There is a mingling, in this graphic representation, of signs and the things signified: but the idea is evident and very solemn. Souls are like soil. They are moral soil. And if therefore it be the case that under the sweet influences of heaven coming oft upon them,-under the rays of the Sun of righteousness, the breathings and breezes of the Spirit of grace, the dews and rains of the loving Father's tender-mercy,-if it be the case that under these heavenly influences the souls of men bring forth fruits that are pleasing to the great Husbandman and useful to his family, they receive blessing from God, and become more and more fruitful, and beautiful, and useful. The soil of their souls is like the soil of paradise. Trees of righteousness and flowers of holiness thrive in it, and make it a dear and delightful resort to God. But if they continue barren and blasted, or if, though once fruitful they become unfruitful and waste, and prolific only of noxious things, like thorns and thistles, then, the moral soil becomes "nigh unto cursing." It is no longer a garden of Eden, a Paradise.

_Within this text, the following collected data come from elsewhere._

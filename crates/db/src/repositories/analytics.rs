//! Analytics repository for admin reporting.
//!
//! PostgreSQL does the grouping; `corebank_core::analytics` shapes the rows.
//! Transaction volumes only count `completed` rows, so a reversed original
//! drops out while its reversal entry shows up under reversals.

use chrono::{DateTime, Datelike, TimeZone, Utc};
use corebank_core::analytics::{
    self, AccountGrowth, AccountStats, AnalyticsOverview, AnalyticsPeriod, LoanStats,
    LoanStatusBreakdown, MonthKey, MonthlyTrend, TransactionStats, TypeTotal, UserStats,
};
use corebank_core::ledger::TransactionType as DomainType;
use rust_decimal::Decimal;
use sea_orm::sea_query::Expr;
use sea_orm::{
    ColumnTrait, DatabaseConnection, EntityTrait, PaginatorTrait, QueryFilter, QuerySelect,
};

use super::error::RepoResult;
use crate::entities::{
    accounts, loans,
    sea_orm_active_enums::{AccountStatus, LoanStatus, TransactionStatus, TransactionType},
    transactions, users,
};

const YEAR_OF_CREATED: &str = "EXTRACT(YEAR FROM created_at)::int";
const MONTH_OF_CREATED: &str = "EXTRACT(MONTH FROM created_at)::int";
const YEAR_OF_OPENED: &str = "EXTRACT(YEAR FROM opened_at)::int";
const MONTH_OF_OPENED: &str = "EXTRACT(MONTH FROM opened_at)::int";

/// Analytics repository.
#[derive(Debug, Clone)]
pub struct AnalyticsRepository {
    db: DatabaseConnection,
}

impl AnalyticsRepository {
    /// Creates a new analytics repository.
    #[must_use]
    pub const fn new(db: DatabaseConnection) -> Self {
        Self { db }
    }

    /// Overview for the window ending at `now`.
    ///
    /// Transaction volume and new users are limited to the window; account
    /// and loan figures are all-time.
    ///
    /// # Errors
    ///
    /// Returns an error if a database query fails.
    pub async fn overview(
        &self,
        period: AnalyticsPeriod,
        now: DateTime<Utc>,
    ) -> RepoResult<AnalyticsOverview> {
        let start = period.window_start(now);

        let totals = self.type_totals(start, now).await?;
        let transactions = TransactionStats::from_totals(&totals);
        let accounts = self.account_stats().await?;
        let loans = LoanStats::from_breakdown(&self.loan_rows().await?);
        let users = self.user_stats(start).await?;

        tracing::debug!(%period, %start, "Analytics overview computed");

        Ok(AnalyticsOverview {
            period,
            period_start: start,
            period_end: now,
            transactions,
            accounts,
            loans,
            users,
        })
    }

    /// Completed transaction volume per type and month over the last 12
    /// months, zero-filled.
    ///
    /// # Errors
    ///
    /// Returns an error if the database query fails.
    pub async fn monthly_trends(&self, now: DateTime<Utc>) -> RepoResult<Vec<MonthlyTrend>> {
        let start = window_start(now);

        let rows: Vec<(i32, i32, TransactionType, Option<Decimal>)> = transactions::Entity::find()
            .select_only()
            .column_as(Expr::cust(YEAR_OF_CREATED), "year")
            .column_as(Expr::cust(MONTH_OF_CREATED), "month")
            .column(transactions::Column::TransactionType)
            .column_as(Expr::col(transactions::Column::Amount).sum(), "total")
            .filter(transactions::Column::Status.eq(TransactionStatus::Completed))
            .filter(transactions::Column::CreatedAt.gte(start))
            .group_by(Expr::cust(YEAR_OF_CREATED))
            .group_by(Expr::cust(MONTH_OF_CREATED))
            .group_by(transactions::Column::TransactionType)
            .into_tuple()
            .all(&self.db)
            .await?;

        let rows: Vec<(MonthKey, DomainType, Decimal)> = rows
            .into_iter()
            .filter_map(|(year, month, tx_type, total)| {
                Some((month_key(year, month)?, tx_type.into(), total.unwrap_or_default()))
            })
            .collect();

        Ok(analytics::monthly_trends(now, &rows))
    }

    /// Accounts opened per month over the last 12 months, with running totals.
    ///
    /// # Errors
    ///
    /// Returns an error if the database query fails.
    pub async fn account_growth(&self, now: DateTime<Utc>) -> RepoResult<Vec<AccountGrowth>> {
        let start = window_start(now);

        let before = accounts::Entity::find()
            .filter(accounts::Column::OpenedAt.lt(start))
            .count(&self.db)
            .await?;

        let rows: Vec<(i32, i32, i64)> = accounts::Entity::find()
            .select_only()
            .column_as(Expr::cust(YEAR_OF_OPENED), "year")
            .column_as(Expr::cust(MONTH_OF_OPENED), "month")
            .column_as(Expr::col(accounts::Column::Id).count(), "count")
            .filter(accounts::Column::OpenedAt.gte(start))
            .group_by(Expr::cust(YEAR_OF_OPENED))
            .group_by(Expr::cust(MONTH_OF_OPENED))
            .into_tuple()
            .all(&self.db)
            .await?;

        let rows: Vec<(MonthKey, i64)> = rows
            .into_iter()
            .filter_map(|(year, month, count)| Some((month_key(year, month)?, count)))
            .collect();

        Ok(analytics::account_growth(
            now,
            i64::try_from(before).unwrap_or(i64::MAX),
            &rows,
        ))
    }

    /// One row per loan status with counts and sums, zero-filled.
    ///
    /// # Errors
    ///
    /// Returns an error if the database query fails.
    pub async fn loan_breakdown(&self) -> RepoResult<Vec<LoanStatusBreakdown>> {
        let rows = self.loan_rows().await?;
        Ok(analytics::loan_status_breakdown(&rows))
    }

    async fn type_totals(
        &self,
        start: DateTime<Utc>,
        end: DateTime<Utc>,
    ) -> RepoResult<Vec<TypeTotal>> {
        let rows: Vec<(TransactionType, i64, Option<Decimal>)> = transactions::Entity::find()
            .select_only()
            .column(transactions::Column::TransactionType)
            .column_as(Expr::col(transactions::Column::Id).count(), "count")
            .column_as(Expr::col(transactions::Column::Amount).sum(), "total")
            .filter(transactions::Column::Status.eq(TransactionStatus::Completed))
            .filter(transactions::Column::CreatedAt.gte(start))
            .filter(transactions::Column::CreatedAt.lte(end))
            .group_by(transactions::Column::TransactionType)
            .into_tuple()
            .all(&self.db)
            .await?;

        Ok(rows
            .into_iter()
            .map(|(transaction_type, count, total)| TypeTotal {
                transaction_type: transaction_type.into(),
                count,
                total: total.unwrap_or_default(),
            })
            .collect())
    }

    async fn account_stats(&self) -> RepoResult<AccountStats> {
        let rows: Vec<(AccountStatus, i64, Option<Decimal>)> = accounts::Entity::find()
            .select_only()
            .column(accounts::Column::Status)
            .column_as(Expr::col(accounts::Column::Id).count(), "count")
            .column_as(Expr::col(accounts::Column::Balance).sum(), "balance")
            .group_by(accounts::Column::Status)
            .into_tuple()
            .all(&self.db)
            .await?;

        let mut stats = AccountStats::default();
        for (status, count, balance) in rows {
            stats.total += count;
            stats.total_balance += balance.unwrap_or_default();
            match status {
                AccountStatus::Active => stats.active += count,
                AccountStatus::Frozen => stats.frozen += count,
                AccountStatus::Closed => stats.closed += count,
            }
        }
        Ok(stats)
    }

    async fn loan_rows(&self) -> RepoResult<Vec<LoanStatusBreakdown>> {
        let rows: Vec<(LoanStatus, i64, Option<Decimal>, Option<Decimal>)> = loans::Entity::find()
            .select_only()
            .column(loans::Column::Status)
            .column_as(Expr::col(loans::Column::Id).count(), "count")
            .column_as(Expr::col(loans::Column::Principal).sum(), "principal")
            .column_as(Expr::col(loans::Column::OutstandingBalance).sum(), "outstanding")
            .group_by(loans::Column::Status)
            .into_tuple()
            .all(&self.db)
            .await?;

        Ok(rows
            .into_iter()
            .map(|(status, count, principal, outstanding)| LoanStatusBreakdown {
                status: status.into(),
                count,
                total_principal: principal.unwrap_or_default(),
                total_outstanding: outstanding.unwrap_or_default(),
            })
            .collect())
    }

    async fn user_stats(&self, since: DateTime<Utc>) -> RepoResult<UserStats> {
        let total = users::Entity::find().count(&self.db).await?;
        let active = users::Entity::find()
            .filter(users::Column::IsActive.eq(true))
            .count(&self.db)
            .await?;
        let new_in_period = users::Entity::find()
            .filter(users::Column::CreatedAt.gte(since))
            .count(&self.db)
            .await?;

        Ok(UserStats {
            total: to_i64(total),
            active: to_i64(active),
            new_in_period: to_i64(new_in_period),
        })
    }
}

/// First instant of the oldest month in the 12-month window.
fn window_start(now: DateTime<Utc>) -> DateTime<Utc> {
    analytics::last_twelve_months(now)
        .first()
        .and_then(|key| Utc.with_ymd_and_hms(key.year, key.month, 1, 0, 0, 0).single())
        .unwrap_or_else(|| {
            Utc.with_ymd_and_hms(now.year(), 1, 1, 0, 0, 0)
                .single()
                .unwrap_or(now)
        })
}

fn month_key(year: i32, month: i32) -> Option<MonthKey> {
    let month = u32::try_from(month).ok().filter(|m| (1..=12).contains(m))?;
    Some(MonthKey { year, month })
}

fn to_i64(count: u64) -> i64 {
    i64::try_from(count).unwrap_or(i64::MAX)
}

#[cfg(test)]
mod tests {
    use super::*;

    #[test]
    fn test_window_starts_eleven_months_back_on_the_first() {
        let now = Utc.with_ymd_and_hms(2025, 3, 15, 10, 30, 0).unwrap();
        let start = window_start(now);
        assert_eq!(start, Utc.with_ymd_and_hms(2024, 4, 1, 0, 0, 0).unwrap());
    }

    #[test]
    fn test_month_key_rejects_out_of_range() {
        assert_eq!(month_key(2025, 0), None);
        assert_eq!(month_key(2025, 13), None);
        assert_eq!(month_key(2025, 7), Some(MonthKey { year: 2025, month: 7 }));
    }
}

God will not "walk" there. The children of God will but seldom resort thither. It is ready to be utterly abandoned. "For," while it is the case that "earth-or land, or soil, which has drunk in the rain coming oft upon it, and bringeth forth convenient-useful-herbs to them for whom it is dressed, receiveth blessing from God;" it is also the case that the soil "which beareth briers and thistles is rejected—is reprobate or regarded as irreclaimable—and is nigh unto cursing,-cursing whose end issues in burning." The moral soil, which has enjoyed

the sweet rays and rains of heaven, and all the sweet breezes of the Spirit of God, and which yet relapses into utter barrenness and blasted waste, and brings forth only what is noxious, is nigh indeed unto cursing,-such cursing as will end ere long, in all ordinary cases, in a descent of penal fire, as of old was rained upon Sodom and Gomorrha. O it is terrific to think of it. And yet it is right that cursing and not blessing should rest upon the morally irreclaimable.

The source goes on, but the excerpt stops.